Karena itu, Suharto mengaku aneh jika dana talangan 25 tahun lalu itu kembali dipersoalkan. Bahkan, beberapa presiden sebelumnya tidak pernah mengutak-ngatik dana talangan ini lantaran sumbernya bukan dari APBN.
“Saya kira, 25 tahun itu kan masa yang cukup panjang, berapa presiden itu kan. Dan tidak pernah dipersoalkan waktu itu dan sekarang kok di otak-atik. Ini kan aneh,” imbuhnya.
BACA JUGA:
Suharto menuturkan betapa repotnya penyelenggaraan SEA GAMES 1997 waktu itu, terutama dibidang sarana dan prasarana. Sebab, pihaknya harus menyiapkan menyiapkan 30-35 venue pada waktu itu. Sisi lain, biaya untuk persiapan venue ini sangat besar.

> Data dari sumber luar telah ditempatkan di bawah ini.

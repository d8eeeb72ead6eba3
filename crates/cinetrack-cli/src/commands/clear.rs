use crate::commands::prompts::confirm_destructive;
use crate::context::AppContext;
use crate::output::Output;
use cinetrack_config::PathManager;
use color_eyre::eyre::eyre;
use color_eyre::Result;
use std::fs;

pub fn run_clear(all: bool, credentials: bool, store: bool, yes: bool, ctx: &AppContext, output: &Output) -> Result<()> {
    let clear_credentials_too = all || credentials;
    let clear_store_too = all || store;

    if !clear_credentials_too && !clear_store_too {
        output.warn("No clear option specified. Use --credentials, --store, or --all");
        output.info("\nExample: cinetrack clear --credentials");
        return Ok(());
    }

    if clear_store_too
        && !confirm_destructive("Delete the local store with all offline movies, reviews, tags and playlists?", yes)?
    {
        output.info("Cancelled");
        return Ok(());
    }

    if clear_credentials_too {
        clear_session(ctx, output)?;
    }
    if clear_store_too {
        clear_store(&ctx.paths, output)?;
    }

    Ok(())
}

/// Drops the stored session but keeps any other keys in the credentials file
fn clear_session(ctx: &AppContext, output: &Output) -> Result<()> {
    if !ctx.paths.credentials_file().exists() {
        output.info("No credentials file found to clear");
        return Ok(());
    }

    let mut creds = ctx.credentials()?;
    if creds.get_session().is_none() {
        output.info("No stored session to clear");
        return Ok(());
    }
    creds.clear_session();
    creds
        .save()
        .map_err(|e| eyre!("Failed to save credentials: {}", e))?;
    output.success(format!("Cleared stored session: {}", ctx.paths.credentials_file().display()));
    Ok(())
}

fn clear_store(paths: &PathManager, output: &Output) -> Result<()> {
    let store_file = paths.store_file();

    if store_file.exists() {
        fs::remove_file(&store_file)
            .map_err(|e| eyre!("Failed to remove local store at {}: {}", store_file.display(), e))?;
        output.success(format!("Cleared local store: {}", store_file.display()));
    } else {
        output.info("No local store found to clear");
    }

    Ok(())
}
use cinetrack_sources::{AuthError, StoreError};
use thiserror::Error;

#[derive(Debug, Error)]
pub enum ServiceError {
    #[error(transparent)]
    Store(#[from] StoreError),

    #[error(transparent)]
    Auth(#[from] AuthError),

    #[error("{0}")]
    Validation(String),

    #[error("{kind} not found: {id}")]
    NotFound { kind: &'static str, id: String },

    #[error("Movie {0} is not a user-entered movie and cannot be changed")]
    NotExternal(String),

    #[error("{0}")]
    Forbidden(String),

    #[error("Not signed in")]
    NotSignedIn,

    #[error("Credential store error: {0}")]
    Credentials(#[from] anyhow::Error),

    #[error("Background task failed: {0}")]
    Task(String),
}

impl ServiceError {
    pub fn not_found(kind: &'static str, id: impl Into<String>) -> Self {
        ServiceError::NotFound { kind, id: id.into() }
    }
}

pub type ServiceResult<T> = Result<T, ServiceError>;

Karena itu, Suharto angkat topi dengan pihak KMP yang bekerja keras mencari dana untuk membiayai SEA GAMES 1997 ini.
“Terus terang, saya angkat topi dengan konsorsium ini karena dapat menyediakan dana yang di minta negara sebesar Rp79 miliar dan adanya penambahan biaya pembinaan atlet sebesar Rp35 miliar. Saya tidak tahu itu dapat darimana. Tapi Alhamdulillah itu terselenggara dan kami di bidang sarana dan prasarana bisa melaksanakan itu. Walaupun tertatih-tatih, tetapi SEA GAMES itu dapat terselenggara,” imbuhnya.
Bahkan, berdasarkan laporan pengeluaran yang ada, penyelenggaraan SEA GAMES XIX tahun 1997 di Jakarta tersebut menghabiskan biaya lebih dari Rp156 miliar.

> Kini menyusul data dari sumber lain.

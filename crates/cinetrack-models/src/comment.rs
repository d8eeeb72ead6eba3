use chrono::{DateTime, Utc};
use serde::{Deserialize, Serialize};

#[derive(Debug, Clone, Serialize, Deserialize, PartialEq)]
#[serde(rename_all = "camelCase")]
pub struct Comment {
    pub id: String,
    pub review_id: String,
    #[serde(default)]
    pub user_id: String, // author
    pub content: String,
    #[serde(default = "Utc::now")]
    pub created_at: DateTime<Utc>,
    #[serde(default, skip_serializing_if = "Option::is_none")]
    pub updated_at: Option<DateTime<Utc>>,
}

impl Comment {
    pub fn to_document(&self) -> serde_json::Value {
        let mut value = serde_json::to_value(self).unwrap_or(serde_json::Value::Null);
        if let Some(map) = value.as_object_mut() {
            map.remove("id");
        }
        value
    }
}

Sementara itu, kuasa hukum Bambang Trihatmodjo, Hardjuno Wiwoho mengatakan peristiwa SEA GAMES yang sudah 25 tahun yang lalu di kenang sebagai pristiwa membanggakan. Apalagi, kontingen Indonesia telah mengharumkan nama negara yang sukses sebagai tuan rumah perhelatan akbar tersebut dengan menjadi juara umum.
Karena itu, sepatutnya panitia pelaksana dan KMP SEA GAMES ini diberikan apresiasi tinggi. “Semestinya kita melihat peristiwa tersebut dengan adil dan bijaksana, obyektif tanpa ada tendensi apapun, komprehensif dengan melihat aspek filosofis dan sosialnya, tidak hanya pada aspek yuridis semata,” jelasnya.

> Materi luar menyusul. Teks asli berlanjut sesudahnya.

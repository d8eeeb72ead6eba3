use crate::commands::ui::{header, new_table};
use crate::context::AppContext;
use crate::output::Output;
use crate::TagCommands;
use cinetrack_models::{Tag, TagUpdate};
use color_eyre::eyre::eyre;
use color_eyre::Result;
use comfy_table::{Cell, Table};
use serde_json::json;
use std::fmt::Display;

pub async fn run_tag(cmd: TagCommands, ctx: &AppContext, output: &Output) -> Result<()> {
    let services = ctx.services().await?;

    match cmd {
        TagCommands::Set { movie_id, watched, interest, rewatch } => {
            let update = TagUpdate { watched, interest, rewatch };
            if update.is_empty() {
                return Err(eyre!("Nothing to set. Pass --watched, --interest and/or --rewatch"));
            }
            let tag = services.tags.add_tag(&movie_id, update).await?;
            output.success(format!("Tagged {}", movie_id));
            output.block(tag_table(std::slice::from_ref(&tag)));
            output.data(&tag);
        }
        TagCommands::Show { movie_id } => match services.tags.get_tag(&movie_id).await? {
            Some(tag) => {
                output.block(tag_table(std::slice::from_ref(&tag)));
                output.data(&tag);
            }
            None => {
                output.info(format!("No tag for {}", movie_id));
                output.data(&json!(null));
            }
        },
        TagCommands::List => {
            let tags = services.tags.get_user_tags().await?;
            if tags.is_empty() {
                output.info("No tags yet");
            } else {
                output.block(tag_table(&tags));
            }
            output.data(&tags);
        }
        TagCommands::Delete { id } => {
            services.tags.delete_tag(&id).await?;
            output.success(format!("Tag {} deleted", id));
            output.data(&json!({ "deleted": id }));
        }
    }

    Ok(())
}

fn or_dash<T: Display>(value: Option<T>) -> String {
    value.map(|v| v.to_string()).unwrap_or_else(|| "-".to_string())
}

fn tag_table(tags: &[Tag]) -> Table {
    let mut table = new_table();
    table.set_header(header(&["ID", "Movie", "Watched", "Interest", "Rewatch"]));
    for tag in tags {
        table.add_row(vec![
            Cell::new(&tag.id),
            Cell::new(&tag.movie_id),
            Cell::new(or_dash(tag.watched)),
            Cell::new(or_dash(tag.interest)),
            Cell::new(or_dash(tag.rewatch)),
        ]);
    }
    table
}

Hardjuno menegaskan event SEA GAMES ini adalah untuk kepentingan Negara, bukan untuk kepentingan golongan tertentu, konsorsium apalagi kepentingan pribadi.
“Perlu dipahami, penunjukan bapak Bambang Trihatmodjo sebagai Ketua Umum KMP SEA GAMES XIX tahun 1997 di Jakarta di dasari latar belakang beliau yang saat itu sebagai putra Presiden RI Bapak Soeharto. Koneksi beliau sebaga pengusaha yang berpengaruh di saat itu dan atas adanya inisiatif dari dua orang yang memiliki kedekatan dan pengaruh bagi beliau yaitu Saudara Enggartiasno Lukita dan Saudara Bambang Riyadi Soegomo,” ulasnya.
“Kami sangat berharap persoalan yang terjadi dapat diselesaikan dengan adil dan bijaksana dengan mempertimbangkan tidak hanya aspek yuridis, namun juga aspek-aspek filosofis dan sosial yang berdasar pada fakta sejarah yang ada,” pungkasnya.